The team chiropractor became a referral source for me in the clinic for the following ten years. In fact, I can remember when I first graduated, there were weeks where half of the people who came to see me were referrals from him.
Many of the staff members would also come to see me, refer friends and family to me, and some still come and see me today.
This volunteer work also helped establish me in the community as a “sports therapy” guy, and many patients over the years came to see me because of that reputation.
During my time with the team, I was fortunate enough also to mentor some Athletic Therapy and Kinesiology students who were getting their practicum hours. Many of those connections are still in place today and have helped me become known as a First Responder instructor in the Athletic Therapy community because of those students.
One student even convinced the clinic he was working at to contact me and hire me to work in their clinic when they were looking for an RMT, and I spent six years working at that clinic.
Funny enough, one of those students went on to be a chiropractor and just recently contacted me wanting to refer some of his patients who were moving to this area.
Once again this volunteer experience lead into more opportunities.
Because of the experience I gained working there, this was my foot in the door to get hired by Hockey Canada, and have been able to work and travel with them over the past six years.
As a result of working with them and the connections I’ve made with the other healthcare professionals, this has opened up other sports opportunities.

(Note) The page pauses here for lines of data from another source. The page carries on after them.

//! Deferred assertions over sandbox state.
//!
//! Checks are declared first and evaluated together by [`AssertionChain::verify`],
//! in declaration order, stopping at the first one that fails.

use crate::error::{HarnessError, Result};
use crate::manifest::lookup_path;
use crate::sandbox::Sandbox;
use crate::tree::{lookup, DirEntry};
use serde_yaml::Value;
use std::path::Path;
use tracing::debug;

type CustomCheck = Box<dyn Fn(&Path) -> std::result::Result<(), String> + Send + Sync>;

/// Declarative checks on the sandbox, resolved against its cursor.
pub enum Assertion {
    FileExists {
        path: String,
    },
    FileNotExists {
        path: String,
    },
    FileContains {
        path: String,
        needle: String,
    },
    FileNotContains {
        path: String,
        needle: String,
    },
    /// A dotted property of a YAML document equals `expected`.
    YamlProperty {
        path: String,
        property: String,
        expected: Value,
    },
    /// A dotted property of a YAML document does not resolve.
    YamlPropertyAbsent {
        path: String,
        property: String,
    },
    /// Every listed `/`-separated path exists under `dir`.
    DirectoryStructure {
        dir: String,
        expected: Vec<String>,
    },
    /// The page manifest declares `name` exactly once.
    SectionInManifest {
        page: String,
        site: Option<String>,
        name: String,
    },
    /// Receives the cursor directory.
    Custom(CustomCheck),
}

impl std::fmt::Debug for Assertion {
    fn fmt(&self, f: &mut std::fmt::Formatter<'_>) -> std::fmt::Result {
        match self {
            Self::FileExists { path } => write!(f, "FileExists {{ path: {:?} }}", path),
            Self::FileNotExists { path } => write!(f, "FileNotExists {{ path: {:?} }}", path),
            Self::FileContains { path, needle } => {
                write!(f, "FileContains {{ path: {:?}, needle: {:?} }}", path, needle)
            }
            Self::FileNotContains { path, needle } => {
                write!(f, "FileNotContains {{ path: {:?}, needle: {:?} }}", path, needle)
            }
            Self::YamlProperty {
                path,
                property,
                expected,
            } => write!(
                f,
                "YamlProperty {{ path: {:?}, property: {:?}, expected: {:?} }}",
                path, property, expected
            ),
            Self::YamlPropertyAbsent { path, property } => write!(
                f,
                "YamlPropertyAbsent {{ path: {:?}, property: {:?} }}",
                path, property
            ),
            Self::DirectoryStructure { dir, expected } => write!(
                f,
                "DirectoryStructure {{ dir: {:?}, expected: {:?} }}",
                dir, expected
            ),
            Self::SectionInManifest { page, site, name } => write!(
                f,
                "SectionInManifest {{ page: {:?}, site: {:?}, name: {:?} }}",
                page, site, name
            ),
            Self::Custom(_) => write!(f, "Custom(<fn>)"),
        }
    }
}

/// An ordered queue of assertions bound to a sandbox.
#[must_use = "assertions do nothing until verified"]
pub struct AssertionChain<'a> {
    sandbox: &'a Sandbox,
    checks: Vec<(Assertion, String)>,
}

impl<'a> AssertionChain<'a> {
    pub(crate) fn new(sandbox: &'a Sandbox) -> Self {
        Self {
            sandbox,
            checks: Vec::new(),
        }
    }

    /// Queue an assertion with the message reported if it fails.
    pub fn assert(mut self, assertion: Assertion, message: impl Into<String>) -> Self {
        self.checks.push((assertion, message.into()));
        self
    }

    /// Queue: `path` exists.
    pub fn file_exists(self, path: &str, message: impl Into<String>) -> Self {
        self.assert(
            Assertion::FileExists {
                path: path.to_string(),
            },
            message,
        )
    }

    /// Queue: `path` does not exist.
    pub fn file_not_exists(self, path: &str, message: impl Into<String>) -> Self {
        self.assert(
            Assertion::FileNotExists {
                path: path.to_string(),
            },
            message,
        )
    }

    /// Queue: `path` contains `needle`.
    pub fn file_contains(self, path: &str, needle: &str, message: impl Into<String>) -> Self {
        self.assert(
            Assertion::FileContains {
                path: path.to_string(),
                needle: needle.to_string(),
            },
            message,
        )
    }

    /// Queue: `path` exists and does not contain `needle`.
    pub fn file_not_contains(self, path: &str, needle: &str, message: impl Into<String>) -> Self {
        self.assert(
            Assertion::FileNotContains {
                path: path.to_string(),
                needle: needle.to_string(),
            },
            message,
        )
    }

    /// Queue: the dotted `property` of the YAML at `path` equals `expected`.
    pub fn yaml_property(
        self,
        path: &str,
        property: &str,
        expected: impl Into<Value>,
        message: impl Into<String>,
    ) -> Self {
        self.assert(
            Assertion::YamlProperty {
                path: path.to_string(),
                property: property.to_string(),
                expected: expected.into(),
            },
            message,
        )
    }

    /// Queue: the dotted `property` of the YAML at `path` does not resolve.
    pub fn yaml_property_absent(
        self,
        path: &str,
        property: &str,
        message: impl Into<String>,
    ) -> Self {
        self.assert(
            Assertion::YamlPropertyAbsent {
                path: path.to_string(),
                property: property.to_string(),
            },
            message,
        )
    }

    /// Queue: every path in `expected` exists under `dir`.
    pub fn directory_structure(
        self,
        dir: &str,
        expected: &[&str],
        message: impl Into<String>,
    ) -> Self {
        self.assert(
            Assertion::DirectoryStructure {
                dir: dir.to_string(),
                expected: expected.iter().map(|p| p.to_string()).collect(),
            },
            message,
        )
    }

    /// Queue: `name` appears exactly once in the manifest of `page`.
    pub fn section_in_manifest(
        self,
        page: &str,
        site: Option<&str>,
        name: &str,
        message: impl Into<String>,
    ) -> Self {
        self.assert(
            Assertion::SectionInManifest {
                page: page.to_string(),
                site: site.map(str::to_string),
                name: name.to_string(),
            },
            message,
        )
    }

    /// Queue an ad-hoc check run against the cursor directory.
    pub fn custom<F>(self, check: F, message: impl Into<String>) -> Self
    where
        F: Fn(&Path) -> std::result::Result<(), String> + Send + Sync + 'static,
    {
        self.assert(Assertion::Custom(Box::new(check)), message)
    }

    /// Number of queued assertions.
    pub fn len(&self) -> usize {
        self.checks.len()
    }

    /// True when nothing is queued.
    pub fn is_empty(&self) -> bool {
        self.checks.is_empty()
    }

    /// Evaluate the queue in order; the first failure is returned.
    pub async fn verify(self) -> Result<&'a Sandbox> {
        for (i, (assertion, message)) in self.checks.iter().enumerate() {
            debug!("assertion {}: {:?}", i, assertion);
            if let Err(detail) = self.check(assertion).await {
                let message = if message.is_empty() {
                    format!("{:?}", assertion)
                } else {
                    message.clone()
                };
                return Err(HarnessError::assertion(&message, detail));
            }
        }
        Ok(self.sandbox)
    }

    async fn check(&self, assertion: &Assertion) -> std::result::Result<(), String> {
        let sb = self.sandbox;
        match assertion {
            Assertion::FileExists { path } => {
                if sb.file_exists(path).await {
                    Ok(())
                } else {
                    Err(format!("{} does not exist", path))
                }
            }
            Assertion::FileNotExists { path } => {
                if sb.file_exists(path).await {
                    Err(format!("{} exists", path))
                } else {
                    Ok(())
                }
            }
            Assertion::FileContains { path, needle } => {
                let content = sb.read_file(path).await.map_err(|e| e.to_string())?;
                if content.contains(needle.as_str()) {
                    Ok(())
                } else {
                    Err(format!(
                        "{} does not contain {:?}; content was {:?}",
                        path, needle, content
                    ))
                }
            }
            Assertion::FileNotContains { path, needle } => {
                let content = sb.read_file(path).await.map_err(|e| e.to_string())?;
                if content.contains(needle.as_str()) {
                    Err(format!("{} unexpectedly contains {:?}", path, needle))
                } else {
                    Ok(())
                }
            }
            Assertion::YamlProperty {
                path,
                property,
                expected,
            } => {
                let doc = sb.read_yaml(path).await.map_err(|e| e.to_string())?;
                let actual = lookup_path(&doc, property);
                if actual.as_ref() == Some(expected) {
                    Ok(())
                } else {
                    Err(format!(
                        "{} property {:?}: expected {:?}, got {:?}",
                        path, property, expected, actual
                    ))
                }
            }
            Assertion::YamlPropertyAbsent { path, property } => {
                let doc = sb.read_yaml(path).await.map_err(|e| e.to_string())?;
                match lookup_path(&doc, property) {
                    None => Ok(()),
                    Some(actual) => Err(format!(
                        "{} property {:?}: expected no value, got {:?}",
                        path, property, actual
                    )),
                }
            }
            Assertion::DirectoryStructure { dir, expected } => {
                let tree = sb.directory_structure(dir).await;
                let missing: Vec<&str> = expected
                    .iter()
                    .map(String::as_str)
                    .filter(|p| matches!(lookup(&tree, p), None | Some(DirEntry::Inaccessible)))
                    .collect();
                if missing.is_empty() {
                    Ok(())
                } else {
                    Err(format!("missing under {}: {:?}", dir, missing))
                }
            }
            Assertion::SectionInManifest { page, site, name } => {
                let manifest = sb
                    .page_manifest(page, site.as_deref())
                    .await
                    .map_err(|e| e.to_string())?;
                match manifest.occurrences(name) {
                    1 => Ok(()),
                    n => Err(format!(
                        "'{}' appears {} times in {:?}",
                        name,
                        n,
                        manifest.section_names()
                    )),
                }
            }
            Assertion::Custom(f) => f(sb.cwd()),
        }
    }
}

impl Sandbox {
    /// Start a chain of deferred assertions on this sandbox.
    pub fn assertions(&self) -> AssertionChain<'_> {
        AssertionChain::new(self)
    }
}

One of the Physio’s brought me in to do some work with rowing Canada. One of the doctors recently brought me in to be a “biosecurity officer” for the FIBA Basketball Olympic trials. In addition, this has also given me the opportunity to travel to places like Russia and Slovakia that I would not have gotten otherwise.
Now it’s also important to mention that while volunteering has given me many opportunities, a crucial part of this is also building relationships with people along the way.
This is an important aspect of any part of our business, whether you’re volunteering or not. I was exposed to many people who later gave me opportunities because of the relationship I built with them through volunteering.
Here is a bit of an overview of how volunteering has lead to more opportunities within each of my careers.
The Professional Side
This blog is one of the professional volunteer things I do.
In the last few years, writing and promoting this blog has led to opportunities where I profit off it by teaching courses. However, it was strictly a volunteer project for many years and a chance for me to learn more about research and our profession.
But, it led me to sit on the board of directors of the RMTBC for five years, which again was another great learning opportunity.
While I’m a big proponent for volunteering, I understand there are those in the profession who are against it and believe we should never work for “free”.
To a certain extent, I agree, but when I look back, there were so many of those volunteer experiences that, in the long run, made me more money than if I had never done it.
Something essential to consider is many who think we should not volunteer are also willing to jump into Facebook groups and ask questions of their colleagues for advice. In such instances like this, you ask your colleagues to “volunteer” their time to answer your questions. While this is part of professional courtesy (and should be encouraged), shouldn’t you compensate those colleagues for their time if you believe we shouldn’t volunteer? And wouldn’t it be the same if you’re sending private DM’s or emails for their professional opinion on something?
These are clearly all things you have to take into consideration for your business. If you’re a new grad and debating whether it’s worth taking the time to volunteer on something you’re really passionate about in the profession, give it a try, the long term rewards you can reap will be worth it. As time goes on and you get more experience, then you can start being more choosy about where and when you volunteer your time should you decide to do so.